• _WHAT YOU WILL DO_: Search the entries below for "CrossoverParams" and copy each matching line.
=== Section Start ===
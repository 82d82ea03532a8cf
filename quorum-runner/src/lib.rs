//! Quorum Runner — the stateful half of the engine.
//!
//! This crate builds on `quorum-core` to provide:
//! - Engine configuration loaded from TOML
//! - Per-strategy performance tracking with probation (graduation testing)
//! - Adaptive selection of the authoritative strategy with cooldown
//! - The `Engine` facade: decision cycles and trade feedback
//! - JSON snapshots and an append-only JSONL decision log

pub mod config;
pub mod decision_log;
pub mod engine;
pub mod selector;
pub mod snapshot;
pub mod tracker;

pub use config::{ConfigError, DecisionSource, EngineConfig};
pub use decision_log::{DecisionLog, DecisionLogError};
pub use engine::{Decision, Engine, EngineError, EngineStateView};
pub use selector::{
    AdaptiveSelector, SelectionState, SelectorConfig, SelectorError, SwitchReason, SwitchResult,
};
pub use snapshot::{load_snapshot, save_snapshot, EngineSnapshot, SnapshotError};
pub use tracker::{
    composite_score, PerformanceStore, RankedStrategy, StrategyComparison, TrackerConfig,
    TrackerError, TradeRecorded,
};

#[cfg(test)]
mod send_sync_checks {
    use super::*;

    fn assert_send<T: Send>() {}
    fn assert_sync<T: Sync>() {}

    #[test]
    fn engine_is_send_sync() {
        assert_send::<Engine>();
        assert_sync::<Engine>();
    }

    #[test]
    fn decision_is_send_sync() {
        assert_send::<Decision>();
        assert_sync::<Decision>();
        assert_send::<SwitchResult>();
        assert_sync::<SwitchResult>();
    }

    #[test]
    fn config_types_are_send_sync() {
        assert_send::<EngineConfig>();
        assert_sync::<EngineConfig>();
        assert_send::<SelectorConfig>();
        assert_sync::<SelectorConfig>();
    }

    #[test]
    fn persistence_types_are_send_sync() {
        assert_send::<EngineSnapshot>();
        assert_sync::<EngineSnapshot>();
        assert_send::<DecisionLog>();
        assert_sync::<DecisionLog>();
    }

    #[test]
    fn error_types_are_send_sync() {
        assert_send::<EngineError>();
        assert_sync::<EngineError>();
        assert_send::<SnapshotError>();
        assert_sync::<SnapshotError>();
    }
}
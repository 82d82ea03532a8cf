//! Strategies — the closed set of signal generators the ensemble runs.
//!
//! Each variant carries its own parameter struct and is dispatched through a
//! single `analyze(&MarketSeries) -> Signal`. Strategies are stateless and
//! portfolio-agnostic: the same series always produces the same signal, so the
//! ensemble can evaluate them concurrently without locking.
//!
//! Failure semantics shared by every variant:
//! - series shorter than `min_bars()` → HOLD, confidence 0, explicit reason;
//! - an indicator returning an empty series → HOLD, confidence 0;
//! - otherwise a well-formed `Signal`; `analyze` never panics.

pub mod band_reversion;
pub mod crossover;
pub mod momentum;
pub mod registry;
pub mod stat_reversion;
pub mod trend;

use serde::{Deserialize, Serialize};
use thiserror::Error;
use tracing::debug;

use crate::domain::{MarketSeries, Signal, StrategyId};

pub use band_reversion::BandReversionParams;
pub use crossover::{CrossoverParams, MaType};
pub use momentum::MomentumParams;
pub use registry::{
    build_registry, default_configs, default_registry, RegistrationError, StrategyConfig,
};
pub use stat_reversion::{StatReversionParams, VolatilityRegime};
pub use trend::TrendParams;

/// Parameter validation failures (the ConfigurationInvalid case).
#[derive(Debug, Clone, PartialEq, Error)]
pub enum StrategyConfigError {
    #[error("{field} must be >= 1")]
    ZeroPeriod { field: &'static str },
    #[error("fast period ({fast}) must be < slow period ({slow})")]
    FastNotBelowSlow { fast: usize, slow: usize },
    #[error("{field} must be in [{min}, {max}], got {value}")]
    OutOfRange {
        field: &'static str,
        value: f64,
        min: f64,
        max: f64,
    },
    #[error("{low} must be below {high}")]
    InvertedThresholds {
        low: &'static str,
        high: &'static str,
    },
}

pub(crate) fn require_period(field: &'static str, value: usize) -> Result<(), StrategyConfigError> {
    if value == 0 {
        Err(StrategyConfigError::ZeroPeriod { field })
    } else {
        Ok(())
    }
}

pub(crate) fn require_range(
    field: &'static str,
    value: f64,
    min: f64,
    max: f64,
) -> Result<(), StrategyConfigError> {
    if value.is_finite() && (min..=max).contains(&value) {
        Ok(())
    } else {
        Err(StrategyConfigError::OutOfRange {
            field,
            value,
            min,
            max,
        })
    }
}

pub(crate) fn require_below(
    low: &'static str,
    low_value: f64,
    high: &'static str,
    high_value: f64,
) -> Result<(), StrategyConfigError> {
    if low_value < high_value {
        Ok(())
    } else {
        Err(StrategyConfigError::InvertedThresholds { low, high })
    }
}

/// The five strategy variants and their parameters.
#[derive(Debug, Clone, PartialEq, Serialize, Deserialize)]
#[serde(tag = "type", rename_all = "snake_case")]
pub enum StrategyKind {
    Momentum(MomentumParams),
    Trend(TrendParams),
    BandReversion(BandReversionParams),
    Crossover(CrossoverParams),
    StatReversion(StatReversionParams),
}

impl StrategyKind {
    /// Short label used in reasons and logs.
    pub fn label(&self) -> &'static str {
        match self {
            StrategyKind::Momentum(_) => "momentum_rsi",
            StrategyKind::Trend(_) => "trend_macd",
            StrategyKind::BandReversion(_) => "band_bollinger",
            StrategyKind::Crossover(_) => "crossover_ma",
            StrategyKind::StatReversion(_) => "stat_zscore",
        }
    }

    pub fn min_bars(&self) -> usize {
        match self {
            StrategyKind::Momentum(p) => p.min_bars(),
            StrategyKind::Trend(p) => p.min_bars(),
            StrategyKind::BandReversion(p) => p.min_bars(),
            StrategyKind::Crossover(p) => p.min_bars(),
            StrategyKind::StatReversion(p) => p.min_bars(),
        }
    }

    pub fn validate(&self) -> Result<(), StrategyConfigError> {
        match self {
            StrategyKind::Momentum(p) => p.validate(),
            StrategyKind::Trend(p) => p.validate(),
            StrategyKind::BandReversion(p) => p.validate(),
            StrategyKind::Crossover(p) => p.validate(),
            StrategyKind::StatReversion(p) => p.validate(),
        }
    }

    pub fn analyze(&self, series: &MarketSeries) -> Signal {
        let required = self.min_bars();
        if series.len() < required {
            return Signal::insufficient_data(self.label(), required, series.len());
        }
        match self {
            StrategyKind::Momentum(p) => momentum::analyze(series, p),
            StrategyKind::Trend(p) => trend::analyze(series, p),
            StrategyKind::BandReversion(p) => band_reversion::analyze(series, p),
            StrategyKind::Crossover(p) => crossover::analyze(series, p),
            StrategyKind::StatReversion(p) => stat_reversion::analyze(series, p),
        }
    }

    /// All five variants with default parameters, in registry order.
    pub fn defaults() -> Vec<StrategyKind> {
        vec![
            StrategyKind::Momentum(MomentumParams::default()),
            StrategyKind::Trend(TrendParams::default()),
            StrategyKind::BandReversion(BandReversionParams::default()),
            StrategyKind::Crossover(CrossoverParams::default()),
            StrategyKind::StatReversion(StatReversionParams::default()),
        ]
    }
}

/// A registered strategy: identity, enablement, optional manual weight, variant.
#[derive(Debug, Clone, PartialEq)]
pub struct Strategy {
    pub id: StrategyId,
    pub name: String,
    pub kind: StrategyKind,
    pub enabled: bool,
    /// Manual ensemble weight; overrides the performance-derived weight.
    pub weight: Option<f64>,
}

impl Strategy {
    /// Validated constructor. Invalid parameters never produce a `Strategy`.
    pub fn new(
        id: impl Into<StrategyId>,
        name: impl Into<String>,
        kind: StrategyKind,
    ) -> Result<Self, StrategyConfigError> {
        kind.validate()?;
        Ok(Self {
            id: id.into(),
            name: name.into(),
            kind,
            enabled: true,
            weight: None,
        })
    }

    /// Strategy with default name and id taken from the variant label.
    pub fn from_kind(kind: StrategyKind) -> Result<Self, StrategyConfigError> {
        let label = kind.label();
        Self::new(label, label, kind)
    }

    pub fn with_weight(mut self, weight: f64) -> Self {
        self.weight = Some(weight.max(0.0));
        self
    }

    pub fn disabled(mut self) -> Self {
        self.enabled = false;
        self
    }

    pub fn min_bars(&self) -> usize {
        self.kind.min_bars()
    }

    pub fn analyze(&self, series: &MarketSeries) -> Signal {
        let signal = self.kind.analyze(series);
        debug!(
            strategy = %self.id,
            action = %signal.action,
            confidence = signal.confidence,
            reason = %signal.reason,
            "strategy evaluated"
        );
        signal
    }
}

/// Build a `MarketSeries` from closes (and optional volumes) for tests.
///
/// Generates plausible OHLC: open = previous close (or close for the first
/// bar), high = max(open, close) + 0.5, low = min(open, close) - 0.5,
/// one bar per day starting 2024-01-02.
#[cfg(test)]
pub fn make_series(closes: &[f64], volumes: Option<&[f64]>) -> MarketSeries {
    use crate::domain::MarketBar;
    use chrono::{Duration, TimeZone, Utc};

    let base = Utc.with_ymd_and_hms(2024, 1, 2, 0, 0, 0).unwrap();
    let bars = closes
        .iter()
        .enumerate()
        .map(|(i, &close)| {
            let open = if i == 0 { close } else { closes[i - 1] };
            MarketBar::new(
                base + Duration::days(i as i64),
                open,
                open.max(close) + 0.5,
                (open.min(close) - 0.5).max(0.01),
                close,
                volumes.map_or(1_000.0, |v| v[i]),
            )
        })
        .collect();
    MarketSeries::new(bars)
}

#[cfg(test)]
mod tests {
    use super::*;
    use crate::domain::Action;

    #[test]
    fn every_default_variant_validates() {
        for kind in StrategyKind::defaults() {
            assert!(kind.validate().is_ok(), "{} failed validation", kind.label());
        }
    }

    #[test]
    fn short_series_is_hold_with_zero_confidence() {
        let series = make_series(&[100.0; 10], None);
        for kind in StrategyKind::defaults() {
            let signal = kind.analyze(&series);
            assert_eq!(signal.action, Action::Hold, "{}", kind.label());
            assert_eq!(signal.confidence, 0.0);
            assert!(signal.reason.contains("insufficient data"));
        }
    }

    #[test]
    fn invalid_params_are_rejected_by_constructor() {
        let kind = StrategyKind::Crossover(CrossoverParams {
            fast_period: 30,
            slow_period: 10,
            ..CrossoverParams::default()
        });
        let err = Strategy::from_kind(kind).unwrap_err();
        assert_eq!(
            err,
            StrategyConfigError::FastNotBelowSlow { fast: 30, slow: 10 }
        );
    }

    #[test]
    fn kind_serializes_with_type_tag() {
        let kind = StrategyKind::Trend(TrendParams::default());
        let json = serde_json::to_value(&kind).unwrap();
        assert_eq!(json["type"], "trend");
        assert_eq!(json["fast_period"], 12);
    }

    #[test]
    fn labels_are_unique() {
        let mut labels: Vec<_> = StrategyKind::defaults().iter().map(|k| k.label()).collect();
        labels.sort_unstable();
        labels.dedup();
        assert_eq!(labels.len(), 5);
    }
}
=== Section End ===
• _TASK RESULT_:
pub use crossover::{CrossoverParams, MaType};
    Crossover(CrossoverParams),
            StrategyKind::Crossover(CrossoverParams::default()),
        let kind = StrategyKind::Crossover(CrossoverParams {
            ..CrossoverParams::default()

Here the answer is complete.